=== Begin Enclosure ===

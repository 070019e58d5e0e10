use std::sync::Arc;
use std::time::Instant;
use tracing::{debug, info};

use crate::cache::{CacheRequest, CacheStats, CachedValue, ResultCache};
use crate::color::{palette, ColorClassifier, ColorTable};
use crate::config::Config;
use crate::degrade;
use crate::error::FinderError;
use crate::models::{AnalysisResult, ItemType, ResolvedCandidate, VisionResult};
use crate::query::QueryBuilder;
use crate::ranking::{resolve_candidate, CandidateRanker, CuratedSet, LinkVerifier};
use crate::search::SearchProvider;
use crate::taxonomy::{extract, find_main_object, item_type_hint};

/// Composition root for image analysis and product matching.
///
/// `analyze` is CPU-only; `search` is the only step that performs I/O.
/// Neither surfaces an error: failures degrade to fallback data.
#[derive(Clone)]
pub struct MatchingPipeline {
    classifier: Arc<ColorClassifier>,
    query_builder: QueryBuilder,
    search: Arc<dyn SearchProvider>,
    ranker: Arc<CandidateRanker>,
    cache: ResultCache,
    result_count: usize,
    fallback_query: String,
}

impl MatchingPipeline {
    pub fn new(
        config: &Config,
        search: Arc<dyn SearchProvider>,
        verifier: Arc<dyn LinkVerifier>,
        cache: ResultCache,
    ) -> Self {
        Self {
            classifier: Arc::new(ColorClassifier::default()),
            query_builder: QueryBuilder::new(config.query.clone()),
            search,
            ranker: Arc::new(CandidateRanker::new(verifier, config.ranking.clone())),
            cache,
            result_count: config.ranking.result_count,
            fallback_query: config.query.fallback_query.clone(),
        }
    }

    /// Replace the colour table used for classification.
    pub fn with_color_table(mut self, table: ColorTable) -> Self {
        self.classifier = Arc::new(ColorClassifier::new(table));
        self
    }

    pub fn analyze(&self, vision: VisionResult) -> AnalysisResult {
        let vision = vision.sanitize();
        let request = CacheRequest::Analysis {
            image_hash: vision.content_hash(),
        };

        if let Some(CachedValue::Analysis(cached)) = self.cache.get(&request) {
            debug!("Analysis served from cache");
            return *cached;
        }

        let palette = palette::dedupe(&vision.dominant_colors);
        let classified_colors = self.classifier.classify_all(&palette);
        let color_description = self.classifier.describe(&classified_colors);

        let main_object = find_main_object(&vision.objects);
        let fashion_terms = extract(&vision.text_signals());
        let mut search_query = self.query_builder.build(&fashion_terms, &classified_colors);

        if search_query.item_type == ItemType::Default {
            if let Some(object) = main_object {
                search_query.item_type = item_type_hint(object);
            }
        }

        let result = AnalysisResult {
            item_type: search_query.item_type,
            main_object: main_object.map(|o| o.name.clone()),
            classified_colors,
            color_description,
            fashion_terms,
            search_query,
        };

        info!(
            query = %result.search_query,
            item_type = %result.item_type,
            colors = %result.color_description,
            terms = result.fashion_terms.len(),
            "Image analysed"
        );

        self.cache
            .set(&request, CachedValue::Analysis(Box::new(result.clone())));
        result
    }

    /// Always returns exactly the configured result count.
    pub async fn search(
        &self,
        query: &str,
        item_type: ItemType,
        color: Option<&str>,
    ) -> Vec<ResolvedCandidate> {
        let query = match query.trim() {
            "" => self.fallback_query.as_str(),
            trimmed => trimmed,
        };
        let color = color.map(str::trim).filter(|c| !c.is_empty());

        let request = CacheRequest::Search {
            query: query.to_string(),
            item_type,
            color: color.map(str::to_string),
        };
        if let Some(CachedValue::Candidates(cached)) = self.cache.get(&request) {
            debug!(query, "Search served from cache");
            return cached;
        }

        let start = Instant::now();
        let (raw, live) = match self.search.search(query, item_type).await {
            Ok(found) => (found, true),
            Err(FinderError::SearchUnavailable(reason)) => {
                debug!(%reason, "Search unavailable, using curated results");
                (Vec::new(), false)
            }
            Err(e) => (
                degrade::with_fallback("search.provider", Err::<Vec<_>, _>(e), Vec::new),
                false,
            ),
        };

        let resolved = raw.into_iter().map(resolve_candidate).collect();
        let fallback = CuratedSet::for_color_name(item_type, color);
        let ranked = self.ranker.rank(resolved, self.result_count, fallback).await;

        info!(
            query,
            item_type = %item_type,
            live,
            results = ranked.len(),
            elapsed_ms = start.elapsed().as_millis() as u64,
            "Search completed"
        );

        if live {
            self.cache
                .set(&request, CachedValue::Candidates(ranked.clone()));
        }
        ranked
    }

    pub fn cache_stats(&self) -> CacheStats {
        self.cache.stats()
    }

    pub fn clear_cache(&self) {
        self.cache.clear();
        info!("Result cache cleared");
    }
}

=== End Enclosure ===

*What you should do*: The full listing above should be retyped without any alteration.

*Exercise solution*:
repository 070019e58d5e0e10
use std::sync::Arc;
use std::time::Instant;
use tracing::{debug, info};

use crate::cache::{CacheRequest, CacheStats, CachedValue, ResultCache};
use crate::color::{palette, ColorClassifier, ColorTable};
use crate::config::Config;
use crate::degrade;
use crate::error::FinderError;
use crate::models::{AnalysisResult, ItemType, ResolvedCandidate, VisionResult};
use crate::query::QueryBuilder;
use crate::ranking::{resolve_candidate, CandidateRanker, CuratedSet, LinkVerifier};
use crate::search::SearchProvider;
use crate::taxonomy::{extract, find_main_object, item_type_hint};

/// Composition root for image analysis and product matching.
///
/// `analyze` is CPU-only; `search` is the only step that performs I/O.
/// Neither surfaces an error: failures degrade to fallback data.
#[derive(Clone)]
pub struct MatchingPipeline {
    classifier: Arc<ColorClassifier>,
    query_builder: QueryBuilder,
    search: Arc<dyn SearchProvider>,
    ranker: Arc<CandidateRanker>,
    cache: ResultCache,
    result_count: usize,
    fallback_query: String,
}

impl MatchingPipeline {
    pub fn new(
        config: &Config,
        search: Arc<dyn SearchProvider>,
        verifier: Arc<dyn LinkVerifier>,
        cache: ResultCache,
    ) -> Self {
        Self {
            classifier: Arc::new(ColorClassifier::default()),
            query_builder: QueryBuilder::new(config.query.clone()),
            search,
            ranker: Arc::new(CandidateRanker::new(verifier, config.ranking.clone())),
            cache,
            result_count: config.ranking.result_count,
            fallback_query: config.query.fallback_query.clone(),
        }
    }

    /// Replace the colour table used for classification.
    pub fn with_color_table(mut self, table: ColorTable) -> Self {
        self.classifier = Arc::new(ColorClassifier::new(table));
        self
    }

    pub fn analyze(&self, vision: VisionResult) -> AnalysisResult {
        let vision = vision.sanitize();
        let request = CacheRequest::Analysis {
            image_hash: vision.content_hash(),
        };

        if let Some(CachedValue::Analysis(cached)) = self.cache.get(&request) {
            debug!("Analysis served from cache");
            return *cached;
        }

        let palette = palette::dedupe(&vision.dominant_colors);
        let classified_colors = self.classifier.classify_all(&palette);
        let color_description = self.classifier.describe(&classified_colors);

        let main_object = find_main_object(&vision.objects);
        let fashion_terms = extract(&vision.text_signals());
        let mut search_query = self.query_builder.build(&fashion_terms, &classified_colors);

        if search_query.item_type == ItemType::Default {
            if let Some(object) = main_object {
                search_query.item_type = item_type_hint(object);
            }
        }

        let result = AnalysisResult {
            item_type: search_query.item_type,
            main_object: main_object.map(|o| o.name.clone()),
            classified_colors,
            color_description,
            fashion_terms,
            search_query,
        };

        info!(
            query = %result.search_query,
            item_type = %result.item_type,
            colors = %result.color_description,
            terms = result.fashion_terms.len(),
            "Image analysed"
        );

        self.cache
            .set(&request, CachedValue::Analysis(Box::new(result.clone())));
        result
    }

    /// Always returns exactly the configured result count.
    pub async fn search(
        &self,
        query: &str,
        item_type: ItemType,
        color: Option<&str>,
    ) -> Vec<ResolvedCandidate> {
        let query = match query.trim() {
            "" => self.fallback_query.as_str(),
            trimmed => trimmed,
        };
        let color = color.map(str::trim).filter(|c| !c.is_empty());

        let request = CacheRequest::Search {
            query: query.to_string(),
            item_type,
            color: color.map(str::to_string),
        };
        if let Some(CachedValue::Candidates(cached)) = self.cache.get(&request) {
            debug!(query, "Search served from cache");
            return cached;
        }

        let start = Instant::now();
        let (raw, live) = match self.search.search(query, item_type).await {
            Ok(found) => (found, true),
            Err(FinderError::SearchUnavailable(reason)) => {
                debug!(%reason, "Search unavailable, using curated results");
                (Vec::new(), false)
            }
            Err(e) => (
                degrade::with_fallback("search.provider", Err::<Vec<_>, _>(e), Vec::new),
                false,
            ),
        };

        let resolved = raw.into_iter().map(resolve_candidate).collect();
        let fallback = CuratedSet::for_color_name(item_type, color);
        let ranked = self.ranker.rank(resolved, self.result_count, fallback).await;

        info!(
            query,
            item_type = %item_type,
            live,
            results = ranked.len(),
            elapsed_ms = start.elapsed().as_millis() as u64,
            "Search completed"
        );

        if live {
            self.cache
                .set(&request, CachedValue::Candidates(ranked.clone()));
        }
        ranked
    }

    pub fn cache_stats(&self) -> CacheStats {
        self.cache.stats()
    }

    pub fn clear_cache(&self) {
        self.cache.clear();
        info!("Result cache cleared");
    }
}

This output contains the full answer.